The end of iDIN: a moment to reconsider digital identity in the Netherlands

The end of iDIN: a moment to reconsider digital identity in the Netherlands

Yivi Team 12 min read
iDIN digital identity privacy open source itsme eIDAS sovereignty

The Dutch digital identity landscape is at a crossroads. Belgian identification service itsme is acquiring iDIN, the bank-based identification method used by millions of Dutch citizens. This acquisition signals more than just a change of ownership. It represents the end of a typically Dutch solution, to be replaced by a closed, commercial system under foreign control.

For anyone concerned about digital autonomy, privacy, and the future of digital identity in the Netherlands, this is a moment that demands attention. The disappearance of iDIN creates a gap in the Dutch digital infrastructure. The question we must ask ourselves is: what kind of solution should fill this gap?

What’s changing with the iDIN acquisition

iDIN has been a familiar fixture in the Dutch digital landscape for years. Despite its limitations, including dependence on banks, rigid data sharing, and outdated technical infrastructure, it provided a domestic solution for online identification. With itsme’s acquisition, this changes fundamentally.

The transition to itsme means:

  • Loss of Dutch control: A Dutch identification solution is being replaced by a Belgian commercial platform
  • Closed commercial system: Unlike open solutions, itsme operates as a proprietary, black-box service
  • Centralized data storage: itsme is a big tech cloud-hosted system with central data storage, creating data hotspots. This stands in stark contrast to decentralized approaches that avoid concentrating sensitive identity data in single locations

This acquisition represents a concerning consolidation of digital identity services into foreign commercial hands. This is about the fundamental question of who controls the infrastructure of digital identity and according to which values that infrastructure operates. The Tweakers announcement confirms that the Dutch service will eventually disappear, marking a significant shift in the Netherlands’ digital identity landscape.

The iDIN model: well-intentioned but limited

To understand what’s at stake, it’s worth examining what iDIN was and where it fell short. iDIN was designed to leverage the existing relationship between Dutch citizens and their banks for online identification. The concept had merit: most people trust their bank and already have a banking relationship.
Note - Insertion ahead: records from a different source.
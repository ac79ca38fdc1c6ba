// Copyright (c) 2024-2025 DeepGraph Inc.
// SPDX-License-Identifier: Apache-2.0
//
//! Per-transaction handle passed to every catalog call

use super::state::{AccessMode, OperationType, TransactionId, TransactionState, TransactionStatus};
use crate::catalog::cache::CatalogCache;
use crate::catalog::registry::CatalogRegistry;
use crate::catalog::traits::TriggerCacheInvalidation;
use crate::storage::{DataTable, RowId};
use crate::types::Oid;
use parking_lot::Mutex;
use std::sync::Arc;

/// Kind of change a transaction made to a row
#[derive(Debug, Clone, Copy, PartialEq, Eq)]
pub enum WriteKind {
    Insert,
    Delete,
}

/// One entry of a transaction's write set
#[derive(Debug, Clone)]
pub struct WriteRecord {
    pub table: Arc<DataTable>,
    pub row_id: RowId,
    pub kind: WriteKind,
}

impl WriteRecord {
    pub fn insert(table: Arc<DataTable>, row_id: RowId) -> Self {
        Self {
            table,
            row_id,
            kind: WriteKind::Insert,
        }
    }

    pub fn delete(table: Arc<DataTable>, row_id: RowId) -> Self {
        Self {
            table,
            row_id,
            kind: WriteKind::Delete,
        }
    }
}

/// Catalog side effect applied once the transaction's outcome is known
pub enum DeferredAction {
    /// A trigger list staged on this receiver; published on commit,
    /// discarded on abort
    TriggerCache(Arc<dyn TriggerCacheInvalidation>),
    /// Storage opened for a table this transaction created; released on abort
    CreatedTable {
        registry: Arc<CatalogRegistry>,
        table_oid: Oid,
    },
    /// Storage of a table this transaction dropped; released on commit
    DroppedTable {
        registry: Arc<CatalogRegistry>,
        table_oid: Oid,
    },
}

impl std::fmt::Debug for DeferredAction {
    fn fmt(&self, f: &mut std::fmt::Formatter<'_>) -> std::fmt::Result {
        match self {
            DeferredAction::TriggerCache(_) => f.write_str("TriggerCache"),
            DeferredAction::CreatedTable { table_oid, .. } => {
                write!(f, "CreatedTable({})", table_oid)
            }
            DeferredAction::DroppedTable { table_oid, .. } => {
                write!(f, "DroppedTable({})", table_oid)
            }
        }
    }
}

/// A running (or finished) transaction
///
/// A finished transaction stays usable as a handle but every catalog
/// operation rejects it.
pub struct TransactionContext {
    id: TransactionId,
    state: Mutex<TransactionState>,
    write_set: Mutex<Vec<WriteRecord>>,
    deferred: Mutex<Vec<DeferredAction>>,
    catalog_cache: CatalogCache,
}

impl std::fmt::Debug for TransactionContext {
    fn fmt(&self, f: &mut std::fmt::Formatter<'_>) -> std::fmt::Result {
        f.debug_struct("TransactionContext")
            .field("id", &self.id)
            .field("status", &self.status())
            .field("writes", &self.write_count())
            .finish()
    }
}

impl TransactionContext {
    pub(crate) fn new(id: TransactionId, access_mode: AccessMode) -> Self {
        Self {
            id,
            state: Mutex::new(TransactionState::new(id, access_mode)),
            write_set: Mutex::new(Vec::new()),
            deferred: Mutex::new(Vec::new()),
            catalog_cache: CatalogCache::default(),
        }
    }

    pub fn id(&self) -> TransactionId {
        self.id
    }

    pub fn status(&self) -> TransactionStatus {
        self.state.lock().status.clone()
    }

    pub fn is_active(&self) -> bool {
        self.state.lock().is_active()
    }

    pub fn is_read_only(&self) -> bool {
        self.state.lock().is_read_only()
    }

    pub fn access_mode(&self) -> AccessMode {
        self.state.lock().access_mode
    }

    /// Snapshot of the state, including the operation log
    pub fn state(&self) -> TransactionState {
        self.state.lock().clone()
    }

    pub fn record_operation(&self, operation_type: OperationType, description: impl Into<String>) {
        self.state
            .lock()
            .record(operation_type, description.into());
    }

    pub fn write_count(&self) -> usize {
        self.write_set.lock().len()
    }

    /// Objects materialized by catalog lookups in this transaction
    pub fn catalog_cache(&self) -> &CatalogCache {
        &self.catalog_cache
    }

    pub(crate) fn record_write(&self, record: WriteRecord) {
        self.write_set.lock().push(record);
    }

    pub(crate) fn take_write_set(&self) -> Vec<WriteRecord> {
        std::mem::take(&mut *self.write_set.lock())
    }

    pub(crate) fn defer(&self, action: DeferredAction) {
        self.deferred.lock().push(action);
    }

    pub(crate) fn take_deferred(&self) -> Vec<DeferredAction> {
        std::mem::take(&mut *self.deferred.lock())
    }

    pub(crate) fn with_state<R>(&self, f: impl FnOnce(&mut TransactionState) -> R) -> R {
        f(&mut self.state.lock())
    }
}
// Copyright (c) 2024-2025 DeepGraph Inc.
// SPDX-License-Identifier: Apache-2.0
//
//! Database catalog (`pg_database`)
//!
//! Lookups are served from the transaction's catalog cache after the first
//! read, so repeated resolution of the same database inside one transaction
//! costs a single scan.

use super::{at_most_one, oid_at, string_at};
use crate::catalog::abstract_catalog::{ensure_active, AbstractCatalog};
use crate::catalog::constants::{DATABASE_CATALOG_NAME, DATABASE_CATALOG_OID};
use crate::catalog::error::CatalogResult;
use crate::catalog::registry::CatalogRegistry;
use crate::catalog::traits::CatalogProvider;
use crate::exec::{Expression, WrappedTuple};
use crate::storage::{Column, Schema};
use crate::txn::{TransactionContext, TransactionId};
use crate::types::{Oid, TypeId, Value};
use log::debug;
use std::sync::Arc;

pub mod column {
    pub const DATABASE_OID: usize = 0;
    pub const DATABASE_NAME: usize = 1;
}

pub mod index {
    pub const PRIMARY_KEY: usize = 0;
    pub const SKEY_DATABASE_NAME: usize = 1;
}

/// One `pg_database` row
#[derive(Debug, Clone, PartialEq, Eq)]
pub struct DatabaseCatalogObject {
    pub database_oid: Oid,
    pub database_name: String,
    /// Transaction that materialized this object
    pub txn_id: TransactionId,
}

impl DatabaseCatalogObject {
    fn from_tuple(tuple: &WrappedTuple, txn_id: TransactionId) -> CatalogResult<Self> {
        Ok(Self {
            database_oid: oid_at(tuple, column::DATABASE_OID)?,
            database_name: string_at(tuple, column::DATABASE_NAME)?,
            txn_id,
        })
    }
}

pub struct DatabaseCatalog {
    catalog: AbstractCatalog,
}

impl DatabaseCatalog {
    pub fn table_schema() -> Schema {
        Schema::new(vec![
            Column::new("database_oid", TypeId::Integer).primary_key(),
            Column::new("database_name", TypeId::Varchar).not_null(),
        ])
    }

    pub fn new(registry: Arc<CatalogRegistry>, txn: &TransactionContext) -> CatalogResult<Self> {
        let catalog = AbstractCatalog::from_schema(
            Arc::clone(&registry),
            DATABASE_CATALOG_OID,
            DATABASE_CATALOG_NAME,
            Self::table_schema(),
            txn,
        )?;
        registry.create_index(
            DATABASE_CATALOG_OID,
            vec![column::DATABASE_NAME],
            &format!("{}_skey0", DATABASE_CATALOG_NAME),
            true,
            registry.default_index_kind(),
            txn,
        )?;
        Ok(Self { catalog })
    }

    /// Fresh OID for a new database
    pub fn next_oid(&self) -> CatalogResult<Oid> {
        self.catalog.next_oid()
    }

    pub fn insert_database(
        &self,
        database_oid: Oid,
        database_name: &str,
        txn: &TransactionContext,
    ) -> CatalogResult<bool> {
        debug!("Inserting database '{}' (oid {})", database_name, database_oid);
        self.catalog.insert_tuple_with_compiled_plan(
            vec![vec![
                Expression::constant(database_oid),
                Expression::constant(database_name),
            ]],
            txn,
        )
    }

    pub fn delete_database(&self, database_oid: Oid, txn: &TransactionContext) -> CatalogResult<bool> {
        txn.catalog_cache().evict_database(database_oid);
        self.catalog.delete_with_index_scan(
            index::PRIMARY_KEY,
            vec![Value::from(database_oid)],
            txn,
        )
    }

    pub fn get_database_object(
        &self,
        database_oid: Oid,
        txn: &TransactionContext,
    ) -> CatalogResult<Option<Arc<DatabaseCatalogObject>>> {
        ensure_active(txn)?;
        if let Some(object) = txn.catalog_cache().get_database(database_oid) {
            return Ok(Some(object));
        }
        let predicate =
            Expression::column_eq(TypeId::Integer, column::DATABASE_OID, database_oid);
        self.lookup(predicate, format!("database oid {}", database_oid), txn)
    }

    pub fn get_database_object_by_name(
        &self,
        database_name: &str,
        txn: &TransactionContext,
    ) -> CatalogResult<Option<Arc<DatabaseCatalogObject>>> {
        ensure_active(txn)?;
        if let Some(object) = txn.catalog_cache().get_database_by_name(database_name) {
            return Ok(Some(object));
        }
        let predicate =
            Expression::column_eq(TypeId::Varchar, column::DATABASE_NAME, database_name);
        self.lookup(predicate, format!("database '{}'", database_name), txn)
    }

    /// Every database visible to `txn`, in scan order
    pub fn get_database_objects(
        &self,
        txn: &TransactionContext,
    ) -> CatalogResult<Vec<DatabaseCatalogObject>> {
        let rows = self.catalog.get_result_with_compiled_seq_scan(
            self.catalog.table().schema().all_column_ids(),
            None,
            txn,
        )?;
        rows.iter()
            .map(|t| DatabaseCatalogObject::from_tuple(t, txn.id()))
            .collect()
    }

    fn lookup(
        &self,
        predicate: Expression,
        what: String,
        txn: &TransactionContext,
    ) -> CatalogResult<Option<Arc<DatabaseCatalogObject>>> {
        let rows = self.catalog.get_result_with_compiled_seq_scan(
            self.catalog.table().schema().all_column_ids(),
            Some(predicate),
            txn,
        )?;
        let Some(tuple) = at_most_one(rows, what)? else {
            return Ok(None);
        };
        let object = Arc::new(DatabaseCatalogObject::from_tuple(&tuple, txn.id())?);
        txn.catalog_cache().insert_database(Arc::clone(&object));
        Ok(Some(object))
    }
}

impl CatalogProvider for DatabaseCatalog {
    fn name(&self) -> &str {
        DATABASE_CATALOG_NAME
    }

    fn catalog(&self) -> &AbstractCatalog {
        &self.catalog
    }

    fn supported_operations(&self) -> Vec<String> {
        vec![
            "insert_database".to_string(),
            "delete_database".to_string(),
            "get_database_object".to_string(),
        ]
    }
}
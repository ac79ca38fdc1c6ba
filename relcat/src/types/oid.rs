// Copyright (c) 2024-2025 DeepGraph Inc.
// SPDX-License-Identifier: Apache-2.0
//
//! Object identifiers for catalog rows.
//!
//! OIDs are never reused. `Oid::INVALID` is the reserved "no such object" value.

use serde::{Deserialize, Serialize};
use std::fmt;

/// Primary key of every catalog row
#[derive(Debug, Clone, Copy, PartialEq, Eq, Hash, PartialOrd, Ord, Serialize, Deserialize)]
pub struct Oid(pub u32);

impl Oid {
    /// Sentinel returned by lookups that find nothing
    pub const INVALID: Oid = Oid(u32::MAX);

    pub fn new(raw: u32) -> Self {
        Oid(raw)
    }

    pub fn is_valid(self) -> bool {
        self != Oid::INVALID
    }

    pub fn as_u32(self) -> u32 {
        self.0
    }
}

impl Default for Oid {
    fn default() -> Self {
        Oid::INVALID
    }
}

impl fmt::Display for Oid {
    fn fmt(&self, f: &mut fmt::Formatter<'_>) -> fmt::Result {
        if self.is_valid() {
            write!(f, "{}", self.0)
        } else {
            write!(f, "INVALID_OID")
        }
    }
}

impl From<u32> for Oid {
    fn from(raw: u32) -> Self {
        Oid(raw)
    }
}

#[cfg(test)]
mod tests {
    use super::*;

    #[test]
    fn test_invalid_oid_is_default() {
        assert_eq!(Oid::default(), Oid::INVALID);
        assert!(!Oid::INVALID.is_valid());
        assert!(Oid(1000).is_valid());
        assert_eq!(Oid::INVALID.to_string(), "INVALID_OID");
    }
}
However, iDIN’s implementation had significant drawbacks:

Privacy concerns: iDIN shares a fixed set of personal data every time you identify yourself, regardless of what’s actually needed. Want to prove you’re over 18? iDIN shares your full name, address, birth date, and more. This violates the principle of data minimization that’s central to modern privacy regulation.

Technical limitations: Built on top of the aging iDEAL infrastructure, iDIN relies on browser cookies and outdated protocols. It doesn’t support modern standards like OpenID4VP or W3C Verifiable Credentials that are becoming the global norm.

Limited accessibility: Not all banks participate in iDIN. Users of banks like Knab, Triodos, or international services like Revolut are excluded from iDIN-based services entirely.

Bank dependency: By tying identification to banking relationships, iDIN creates an unnecessary coupling between financial services and digital identity. This limits innovation and creates barriers for those without traditional banking relationships.

No selective disclosure: Unlike modern attribute-based credentials, iDIN can only share predetermined bundles of information. There’s no way to prove just one fact about yourself without revealing a whole dossier.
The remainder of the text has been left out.